赤旗2019年3月10日付
推計10万人以上が犠牲になった太平洋戦争中の東京大空襲から74年となるのを前に9日、東京都台東区の上野公園にある追悼の碑と母子像の前で「時忘れじの集い」が開かれました。遺族や市民のほか、地元の小学生や幼稚園児など約1500人が出席しました。
1945年3月10日未明に始まった空襲では、米軍のB29爆撃機約300機が東京下町の人口密集地に集中して焼夷(しょうい)弾などを投下。非戦闘員を標的とした無差別攻撃で、犠牲者の多くは一般市民でした。
追悼の碑と母子像は、この空襲で両親ら家族6人を失ったエッセイストの海老名香葉子さんが、有志と2005年に建立。「集い」は海老名さんの呼びかけで開催、今年で15周年を迎えました。
海老名さんは「70年たっても亡くなった人たちの面影は消えない。父と母のことを思うと父ちゃん、母ちゃんと子どもに戻る。戦争は本当につらいこと。戦争をみんなの手でやめるようにするのが庶民の力。小さな声一つでも上げれば必ずや届く」と声を震わせました。

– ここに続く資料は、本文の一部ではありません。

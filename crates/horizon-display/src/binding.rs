//! Wiring a projection to the signals of its source.
//!
//! The binding holds the projection weakly: dropping the projection turns
//! the slots into no-ops, dropping the binding disconnects them.
//!
//! ```
//! use std::sync::Arc;
//! use parking_lot::Mutex;
//! use horizon_display::binding::SourceBinding;
//! use horizon_display::collection::Collection;
//! use horizon_display::record::MapRecord;
//! use horizon_display::source::SourceList;
//!
//! let source = Arc::new(SourceList::new(vec![MapRecord::new().with("id", "A")]));
//! let projection = Arc::new(Mutex::new(
//!     Collection::builder().source(source.clone()).key_property("id").build().unwrap(),
//! ));
//! let _binding = SourceBinding::bind(source.clone(), &projection);
//!
//! source.push(MapRecord::new().with("id", "B"));
//! assert_eq!(projection.lock().count(false), 2);
//! ```

use std::sync::{Arc, Weak};

use parking_lot::Mutex;

use horizon_display_core::logging::targets;
use horizon_display_core::ConnectionId;

use crate::collection::Collection;
use crate::record::Record;
use crate::source::{CollectionChange, EventRaising, ItemChange, SourceCollection};
use crate::tree::Tree;

/// Something that follows a source collection.
pub trait SourceObserver<R: Record>: Send + 'static {
    fn on_collection_change(&mut self, change: &CollectionChange<R>);
    fn on_item_change(&mut self, change: &ItemChange<R>);
    fn on_event_raising_change(&mut self, raising: EventRaising);
}

impl<R: Record> SourceObserver<R> for Collection<R> {
    fn on_collection_change(&mut self, change: &CollectionChange<R>) {
        Collection::on_collection_change(self, change);
    }

    fn on_item_change(&mut self, change: &ItemChange<R>) {
        Collection::on_item_change(self, change);
    }

    fn on_event_raising_change(&mut self, raising: EventRaising) {
        Collection::on_event_raising_change(self, raising);
    }
}

impl<R: Record> SourceObserver<R> for Tree<R> {
    fn on_collection_change(&mut self, change: &CollectionChange<R>) {
        Collection::on_collection_change(self, change);
    }

    fn on_item_change(&mut self, change: &ItemChange<R>) {
        Collection::on_item_change(self, change);
    }

    fn on_event_raising_change(&mut self, raising: EventRaising) {
        Collection::on_event_raising_change(self, raising);
    }
}

/// Live connections between a source and one projection.
pub struct SourceBinding<R: Record> {
    source: Arc<dyn SourceCollection<R>>,
    collection_changed: Option<ConnectionId>,
    item_changed: Option<ConnectionId>,
    event_raising_changed: Option<ConnectionId>,
}

impl<R: Record> SourceBinding<R> {
    /// Connect `projection` to the signals of `source`.
    ///
    /// Sources without signals are accepted; the binding is then inert.
    pub fn bind<S, P>(source: Arc<S>, projection: &Arc<Mutex<P>>) -> Self
    where
        S: SourceCollection<R> + 'static,
        P: SourceObserver<R>,
    {
        let source: Arc<dyn SourceCollection<R>> = source;
        let mut binding = Self {
            source: source.clone(),
            collection_changed: None,
            item_changed: None,
            event_raising_changed: None,
        };
        let Some(signals) = source.signals() else {
            tracing::debug!(target: targets::SOURCE, "source has no signals, binding is inert");
            return binding;
        };

        let weak: Weak<Mutex<P>> = Arc::downgrade(projection);
        binding.collection_changed = Some(signals.collection_changed.connect(move |change| {
            if let Some(projection) = weak.upgrade() {
                projection.lock().on_collection_change(change);
            }
        }));
        let weak: Weak<Mutex<P>> = Arc::downgrade(projection);
        binding.item_changed = Some(signals.item_changed.connect(move |change| {
            if let Some(projection) = weak.upgrade() {
                projection.lock().on_item_change(change);
            }
        }));
        let weak: Weak<Mutex<P>> = Arc::downgrade(projection);
        binding.event_raising_changed = Some(signals.event_raising_changed.connect(move |raising| {
            if let Some(projection) = weak.upgrade() {
                projection.lock().on_event_raising_change(*raising);
            }
        }));
        tracing::debug!(target: targets::SOURCE, "projection bound to source");
        binding
    }

    /// Whether the slots are connected.
    pub fn is_connected(&self) -> bool {
        self.collection_changed.is_some()
    }

    /// Disconnect now instead of on drop.
    pub fn unbind(&mut self) {
        let Some(signals) = self.source.signals() else {
            return;
        };
        if let Some(id) = self.collection_changed.take() {
            signals.collection_changed.disconnect(id);
        }
        if let Some(id) = self.item_changed.take() {
            signals.item_changed.disconnect(id);
        }
        if let Some(id) = self.event_raising_changed.take() {
            signals.event_raising_changed.disconnect(id);
        }
    }
}

impl<R: Record> Drop for SourceBinding<R> {
    fn drop(&mut self) {
        self.unbind();
    }
}

#[cfg(test)]
mod tests {
    use super::*;
    use crate::collection::tests::{create_test_source, keys};
    use crate::record::MapRecord;

    fn create_test_binding() -> (
        Arc<crate::source::SourceList<MapRecord>>,
        Arc<Mutex<Collection<MapRecord>>>,
        SourceBinding<MapRecord>,
    ) {
        let source = create_test_source(&["A", "B"]);
        let projection = Arc::new(Mutex::new(
            Collection::builder()
                .source(source.clone())
                .key_property("id")
                .build()
                .unwrap(),
        ));
        let binding = SourceBinding::bind(source.clone(), &projection);
        (source, projection, binding)
    }

    #[test]
    fn test_binding_follows_source() {
        let (source, projection, binding) = create_test_binding();
        assert!(binding.is_connected());
        source.remove(0);
        assert_eq!(keys(&projection.lock()), vec!["B"]);
        source.push(MapRecord::new().with("id", "C"));
        assert_eq!(keys(&projection.lock()), vec!["B", "C"]);
    }

    #[test]
    fn test_drop_disconnects() {
        let (source, projection, binding) = create_test_binding();
        assert_eq!(source.signals().collection_changed.connection_count(), 1);
        drop(binding);
        assert_eq!(source.signals().collection_changed.connection_count(), 0);
        source.push(MapRecord::new().with("id", "C"));
        assert_eq!(projection.lock().count(false), 2);
    }

    #[test]
    fn test_dropped_projection_is_ignored() {
        let (source, projection, _binding) = create_test_binding();
        drop(projection);
        source.push(MapRecord::new().with("id", "C"));
        assert_eq!(source.len(), 3);
    }
}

次男で落語家の林家三平さんの呼びかけで参加者は犠牲者に黙とう。漫画家のちばてつやさんは「当時は中国にいて終戦後1年間逃げ回った。零下20、30度の中、おじいちゃんや友だち、たくさんの人が死んだ。戦争は加害者も被害者もみんな犠牲者となる」と話しました。

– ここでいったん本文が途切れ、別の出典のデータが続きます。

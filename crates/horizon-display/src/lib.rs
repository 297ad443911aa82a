//! Horizon Display - live projections over observable collections.
//!
//! A projection shows the records of a source collection as an ordered list
//! of display items without ever mutating the source. It supports:
//!
//! - **Grouping** with synthesized group headers
//! - **Sorting** by any number of comparators (stable)
//! - **Filtering**, windowed to the changed range when possible
//! - **Trees** built from a parent-key property or from nested children
//! - **Interaction state**: selection, marker, hover, editing, add-in-place
//!   row and drag sessions
//! - **Windowing** for virtual scrolling
//!
//! Every change is applied inside a session that emits the minimal set of
//! [`ProjectionChange`](collection::ProjectionChange) notifications.
//!
//! # Example
//!
//! ```
//! use std::sync::Arc;
//! use parking_lot::Mutex;
//! use horizon_display::prelude::*;
//!
//! let source = Arc::new(SourceList::new(vec![
//!     MapRecord::new().with("id", "B"),
//!     MapRecord::new().with("id", "A"),
//! ]));
//! let projection = Collection::builder()
//!     .source(source.clone())
//!     .key_property("id")
//!     .sort(|a: &MapRecord, b: &MapRecord| a.get("id").as_str().cmp(&b.get("id").as_str()))
//!     .build()
//!     .unwrap();
//! let projection = Arc::new(Mutex::new(projection));
//! let _binding = SourceBinding::bind(source.clone(), &projection);
//!
//! source.push(MapRecord::new().with("id", "C"));
//! let projection = projection.lock();
//! let keys: Vec<String> = projection
//!     .items()
//!     .iter()
//!     .filter_map(|&id| projection.item(id)?.key().map(ToString::to_string))
//!     .collect();
//! assert_eq!(keys, vec!["A", "B", "C"]);
//! ```

pub mod binding;
pub mod collection;
pub mod debug;
pub mod enumerator;
pub mod error;
pub mod item;
pub mod prelude;
pub mod record;
pub mod source;
pub mod strategy;
pub mod tree;
pub mod viewport;

pub use binding::SourceBinding;
pub use collection::Collection;
pub use error::{Error, Result};
pub use tree::Tree;

pub use horizon_display_core as core;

地元の小中学生や幼稚園児が歌や朗読を披露。祖父から空襲の話を聞いた小学5年の男児は「空襲は悲しみを与える不幸な種。戦争は許せない。今ぼくらにできることは戦争の悲しみを伝えること」と話しました。
日本共産党の小池晃書記局長と市田忠義副委員長、吉良よし子参院議員が出席。市田氏は来賓あいさつで「二度と戦争はしないと誓い勝ち取ったのが憲法9条。戦争と植民地支配の深い反省の上に立って、9条を生かした平和の外交で、アジアと世界に平和を築いていくことが戦争で生き残った私たちが犠牲者に報いる唯一の道です」と話しました。